What is required:
Give back each line below verbatim.

______________________________

//! Account handlers: registration, signin and self-service profile edits.

use axum::{
    extract::{Path, State},
    response::Json,
    routing::{get, post},
    Extension, Router,
};
use serde::{Deserialize, Serialize};
use utoipa::ToSchema;
use uuid::Uuid;
use validator::Validate;

use crate::api::extractors::ValidatedJson;
use crate::api::middleware::enforce;
use crate::api::AppState;
use crate::domain::access::authorize_user_update;
use crate::domain::{Principal, UserResponse};
use crate::errors::AppResult;
use crate::services::{SessionResponse, UserUpdate};
use crate::types::{blank_as_none, Created};

/// User registration request
#[derive(Debug, Deserialize, Validate, ToSchema)]
pub struct RegisterRequest {
    /// Display name
    #[validate(length(min = 1, message = "Name is required"))]
    #[schema(example = "Jane Doe")]
    pub name: String,
    /// Email address
    #[validate(email(message = "Invalid email format"))]
    #[schema(example = "jane@example.com")]
    pub email: String,
    /// Password (minimum 6 characters)
    #[validate(length(min = 6, message = "Password must be at least 6 characters"))]
    #[schema(example = "secret1", min_length = 6)]
    pub password: String,
}

/// Signin request, shared by `/users/signin` and `/superuser/signin`
#[derive(Debug, Deserialize, Validate, ToSchema)]
pub struct SigninRequest {
    #[validate(email(message = "Invalid email format"))]
    #[schema(example = "jane@example.com")]
    pub email: String,
    #[validate(length(min = 1, message = "Password is required"))]
    #[schema(example = "secret1")]
    pub password: String,
}

/// Profile update. Omitted or blank fields are left unchanged.
#[derive(Debug, Deserialize, Validate, ToSchema)]
pub struct UpdateUserRequest {
    #[serde(default, deserialize_with = "blank_as_none")]
    #[schema(example = "Jane Q. Doe")]
    pub name: Option<String>,
    #[serde(default, deserialize_with = "blank_as_none")]
    #[validate(email(message = "Invalid email format"))]
    pub email: Option<String>,
    #[serde(default, deserialize_with = "blank_as_none")]
    #[validate(length(min = 6, message = "Password must be at least 6 characters"))]
    pub password: Option<String>,
}

/// Result of `PUT /users/:id`.
///
/// Editing your own record re-issues the session token so the new name and
/// email are reflected in it. An admin editing someone else gets the record.
#[derive(Debug, Serialize, ToSchema)]
#[serde(untagged)]
pub enum UpdateUserResponse {
    Session(SessionResponse),
    User(UserResponse),
}

/// Open account routes, mounted under `/users` behind the credential rate limiter
pub fn account_routes() -> Router<AppState> {
    Router::new()
        .route("/register", post(register))
        .route("/signin", post(signin))
}

/// Token-protected routes, mounted under `/users`
pub fn user_routes() -> Router<AppState> {
    Router::new().route("/:id", get(get_user).put(update_user))
}

/// Register a new customer account
#[utoipa::path(
    post,
    path = "/users/register",
    tag = "Users",
    request_body = RegisterRequest,
    responses(
        (status = 201, description = "Account created", body = SessionResponse),
        (status = 400, description = "Validation error"),
        (status = 409, description = "Email already registered"),
        (status = 503, description = "Initial setup required")
    )
)]
pub async fn register(
    State(state): State<AppState>,
    ValidatedJson(payload): ValidatedJson<RegisterRequest>,
) -> AppResult<Created<SessionResponse>> {
    let session = state
        .auth_service
        .register(payload.name, payload.email, payload.password)
        .await?;

    Ok(Created(session))
}

/// Sign in as the superuser or a regular user
#[utoipa::path(
    post,
    path = "/users/signin",
    tag = "Users",
    request_body = SigninRequest,
    responses(
        (status = 200, description = "Signed in", body = SessionResponse),
        (status = 400, description = "Validation error"),
        (status = 401, description = "Invalid email or password"),
        (status = 429, description = "Too many attempts")
    )
)]
pub async fn signin(
    State(state): State<AppState>,
    ValidatedJson(payload): ValidatedJson<SigninRequest>,
) -> AppResult<Json<SessionResponse>> {
    let session = state
        .auth_service
        .signin(payload.email, payload.password)
        .await?;

    Ok(Json(session))
}

/// Get a user record (self or admin)
#[utoipa::path(
    get,
    path = "/users/{id}",
    tag = "Users",
    params(("id" = Uuid, Path, description = "User ID")),
    responses(
        (status = 200, description = "User found", body = UserResponse),
        (status = 401, description = "Unauthorized"),
        (status = 403, description = "Not your record"),
        (status = 404, description = "User not found")
    ),
    security(("bearer_auth" = []))
)]
pub async fn get_user(
    State(state): State<AppState>,
    Extension(principal): Extension<Principal>,
    Path(id): Path<Uuid>,
) -> AppResult<Json<UserResponse>> {
    enforce(authorize_user_update(Some(&principal), id), &principal, "read user")?;

    let user = state.user_service.get_user(id).await?;
    Ok(Json(UserResponse::from(user)))
}

/// Update a user record (self or admin)
#[utoipa::path(
    put,
    path = "/users/{id}",
    tag = "Users",
    params(("id" = Uuid, Path, description = "User ID")),
    request_body = UpdateUserRequest,
    responses(
        (status = 200, description = "Updated; a fresh session when editing yourself", body = UpdateUserResponse),
        (status = 400, description = "Validation error"),
        (status = 401, description = "Unauthorized"),
        (status = 403, description = "Not your record"),
        (status = 404, description = "User not found"),
        (status = 409, description = "Email already in use")
    ),
    security(("bearer_auth" = []))
)]
pub async fn update_user(
    State(state): State<AppState>,
    Extension(principal): Extension<Principal>,
    Path(id): Path<Uuid>,
    ValidatedJson(payload): ValidatedJson<UpdateUserRequest>,
) -> AppResult<Json<UpdateUserResponse>> {
    enforce(authorize_user_update(Some(&principal), id), &principal, "update user")?;

    let update = UserUpdate {
        name: payload.name,
        email: payload.email,
        password: payload.password,
        is_admin: None,
    };
    let user = state.user_service.update_user(id, update).await?;

    if principal.id == user.id {
        let session = state.auth_service.session_for_user(&user)?;
        return Ok(Json(UpdateUserResponse::Session(session)));
    }

    Ok(Json(UpdateUserResponse::User(UserResponse::from(user))))
}
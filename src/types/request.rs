//! Request body helpers.

use serde::{Deserialize, Deserializer};

/// Deserialize an optional string, treating `""` (or whitespace only) as absent.
///
/// Partial updates leave a field unchanged when the client sends it blank,
/// so the value never reaches validation.
pub fn blank_as_none<'de, D>(deserializer: D) -> Result<Option<String>, D::Error>
where
    D: Deserializer<'de>,
{
    let value = Option::<String>::deserialize(deserializer)?;
    Ok(value.filter(|s| !s.trim().is_empty()))
}

#[cfg(test)]
mod tests {
    use super::*;

    #[derive(Debug, Deserialize)]
    struct Patch {
        #[serde(default, deserialize_with = "blank_as_none")]
        email: Option<String>,
    }

    fn parse(json: &str) -> Patch {
        serde_json::from_str(json).unwrap()
    }

    #[test]
    fn test_blank_is_none() {
        assert_eq!(parse(r#"{"email":""}"#).email, None);
        assert_eq!(parse(r#"{"email":"   "}"#).email, None);
        assert_eq!(parse(r#"{"email":null}"#).email, None);
        assert_eq!(parse("{}").email, None);
    }

    #[test]
    fn test_value_kept() {
        assert_eq!(
            parse(r#"{"email":"jane@example.com"}"#).email.as_deref(),
            Some("jane@example.com")
        );
    }
}
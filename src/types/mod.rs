//! Shared request and response types.

mod request;
mod response;

pub use request::blank_as_none;
pub use response::{Created, CsvAttachment, MessageResponse};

______________________________

Solution for this problem:
//! Account handlers: registration, signin and self-service profile edits.

use axum::{
    extract::{Path, State},
    response::Json,
    routing::{get, post},
    Extension, Router,
};
use serde::{Deserialize, Serialize};
use utoipa::ToSchema;
use uuid::Uuid;
use validator::Validate;

use crate::api::extractors::ValidatedJson;
use crate::api::middleware::enforce;
use crate::api::AppState;
use crate::domain::access::authorize_user_update;
use crate::domain::{Principal, UserResponse};
use crate::errors::AppResult;
use crate::services::{SessionResponse, UserUpdate};
use crate::types::{blank_as_none, Created};

/// User registration request
#[derive(Debug, Deserialize, Validate, ToSchema)]
pub struct RegisterRequest {
    /// Display name
    #[validate(length(min = 1, message = "Name is required"))]
    #[schema(example = "Jane Doe")]
    pub name: String,
    /// Email address
    #[validate(email(message = "Invalid email format"))]
    #[schema(example = "jane@example.com")]
    pub email: String,
    /// Password (minimum 6 characters)
    #[validate(length(min = 6, message = "Password must be at least 6 characters"))]
    #[schema(example = "secret1", min_length = 6)]
    pub password: String,
}

/// Signin request, shared by `/users/signin` and `/superuser/signin`
#[derive(Debug, Deserialize, Validate, ToSchema)]
pub struct SigninRequest {
    #[validate(email(message = "Invalid email format"))]
    #[schema(example = "jane@example.com")]
    pub email: String,
    #[validate(length(min = 1, message = "Password is required"))]
    #[schema(example = "secret1")]
    pub password: String,
}

/// Profile update. Omitted or blank fields are left unchanged.
#[derive(Debug, Deserialize, Validate, ToSchema)]
pub struct UpdateUserRequest {
    #[serde(default, deserialize_with = "blank_as_none")]
    #[schema(example = "Jane Q. Doe")]
    pub name: Option<String>,
    #[serde(default, deserialize_with = "blank_as_none")]
    #[validate(email(message = "Invalid email format"))]
    pub email: Option<String>,
    #[serde(default, deserialize_with = "blank_as_none")]
    #[validate(length(min = 6, message = "Password must be at least 6 characters"))]
    pub password: Option<String>,
}

/// Result of `PUT /users/:id`.
///
/// Editing your own record re-issues the session token so the new name and
/// email are reflected in it. An admin editing someone else gets the record.
#[derive(Debug, Serialize, ToSchema)]
#[serde(untagged)]
pub enum UpdateUserResponse {
    Session(SessionResponse),
    User(UserResponse),
}

/// Open account routes, mounted under `/users` behind the credential rate limiter
pub fn account_routes() -> Router<AppState> {
    Router::new()
        .route("/register", post(register))
        .route("/signin", post(signin))
}

/// Token-protected routes, mounted under `/users`
pub fn user_routes() -> Router<AppState> {
    Router::new().route("/:id", get(get_user).put(update_user))
}

/// Register a new customer account
#[utoipa::path(
    post,
    path = "/users/register",
    tag = "Users",
    request_body = RegisterRequest,
    responses(
        (status = 201, description = "Account created", body = SessionResponse),
        (status = 400, description = "Validation error"),
        (status = 409, description = "Email already registered"),
        (status = 503, description = "Initial setup required")
    )
)]
pub async fn register(
    State(state): State<AppState>,
    ValidatedJson(payload): ValidatedJson<RegisterRequest>,
) -> AppResult<Created<SessionResponse>> {
    let session = state
        .auth_service
        .register(payload.name, payload.email, payload.password)
        .await?;

    Ok(Created(session))
}

/// Sign in as the superuser or a regular user
#[utoipa::path(
    post,
    path = "/users/signin",
    tag = "Users",
    request_body = SigninRequest,
    responses(
        (status = 200, description = "Signed in", body = SessionResponse),
        (status = 400, description = "Validation error"),
        (status = 401, description = "Invalid email or password"),
        (status = 429, description = "Too many attempts")
    )
)]
pub async fn signin(
    State(state): State<AppState>,
    ValidatedJson(payload): ValidatedJson<SigninRequest>,
) -> AppResult<Json<SessionResponse>> {
    let session = state
        .auth_service
        .signin(payload.email, payload.password)
        .await?;

    Ok(Json(session))
}

/// Get a user record (self or admin)
#[utoipa::path(
    get,
    path = "/users/{id}",
    tag = "Users",
    params(("id" = Uuid, Path, description = "User ID")),
    responses(
        (status = 200, description = "User found", body = UserResponse),
        (status = 401, description = "Unauthorized"),
        (status = 403, description = "Not your record"),
        (status = 404, description = "User not found")
    ),
    security(("bearer_auth" = []))
)]
pub async fn get_user(
    State(state): State<AppState>,
    Extension(principal): Extension<Principal>,
    Path(id): Path<Uuid>,
) -> AppResult<Json<UserResponse>> {
    enforce(authorize_user_update(Some(&principal), id), &principal, "read user")?;

    let user = state.user_service.get_user(id).await?;
    Ok(Json(UserResponse::from(user)))
}

/// Update a user record (self or admin)
#[utoipa::path(
    put,
    path = "/users/{id}",
    tag = "Users",
    params(("id" = Uuid, Path, description = "User ID")),
    request_body = UpdateUserRequest,
    responses(
        (status = 200, description = "Updated; a fresh session when editing yourself", body = UpdateUserResponse),
        (status = 400, description = "Validation error"),
        (status = 401, description = "Unauthorized"),
        (status = 403, description = "Not your record"),
        (status = 404, description = "User not found"),
        (status = 409, description = "Email already in use")
    ),
    security(("bearer_auth" = []))
)]
pub async fn update_user(
    State(state): State<AppState>,
    Extension(principal): Extension<Principal>,
    Path(id): Path<Uuid>,
    ValidatedJson(payload): ValidatedJson<UpdateUserRequest>,
) -> AppResult<Json<UpdateUserResponse>> {
    enforce(authorize_user_update(Some(&principal), id), &principal, "update user")?;

    let update = UserUpdate {
        name: payload.name,
        email: payload.email,
        password: payload.password,
        is_admin: None,
    };
    let user = state.user_service.update_user(id, update).await?;

    if principal.id == user.id {
        let session = state.auth_service.session_for_user(&user)?;
        return Ok(Json(UpdateUserResponse::Session(session)));
    }

    Ok(Json(UpdateUserResponse::User(UserResponse::from(user))))
}
filename src/types/request.rs
//! Request body helpers.

use serde::{Deserialize, Deserializer};

/// Deserialize an optional string, treating `""` (or whitespace only) as absent.
///
/// Partial updates leave a field unchanged when the client sends it blank,
/// so the value never reaches validation.
pub fn blank_as_none<'de, D>(deserializer: D) -> Result<Option<String>, D::Error>
where
    D: Deserializer<'de>,
{
    let value = Option::<String>::deserialize(deserializer)?;
    Ok(value.filter(|s| !s.trim().is_empty()))
}

#[cfg(test)]
mod tests {
    use super::*;

    #[derive(Debug, Deserialize)]
    struct Patch {
        #[serde(default, deserialize_with = "blank_as_none")]
        email: Option<String>,
    }

    fn parse(json: &str) -> Patch {
        serde_json::from_str(json).unwrap()
    }

    #[test]
    fn test_blank_is_none() {
        assert_eq!(parse(r#"{"email":""}"#).email, None);
        assert_eq!(parse(r#"{"email":"   "}"#).email, None);
        assert_eq!(parse(r#"{"email":null}"#).email, None);
        assert_eq!(parse("{}").email, None);
    }

    #[test]
    fn test_value_kept() {
        assert_eq!(
            parse(r#"{"email":"jane@example.com"}"#).email.as_deref(),
            Some("jane@example.com")
        );
    }
}
filename src/types/mod.rs
//! Shared request and response types.

mod request;
mod response;

pub use request::blank_as_none;
pub use response::{Created, CsvAttachment, MessageResponse};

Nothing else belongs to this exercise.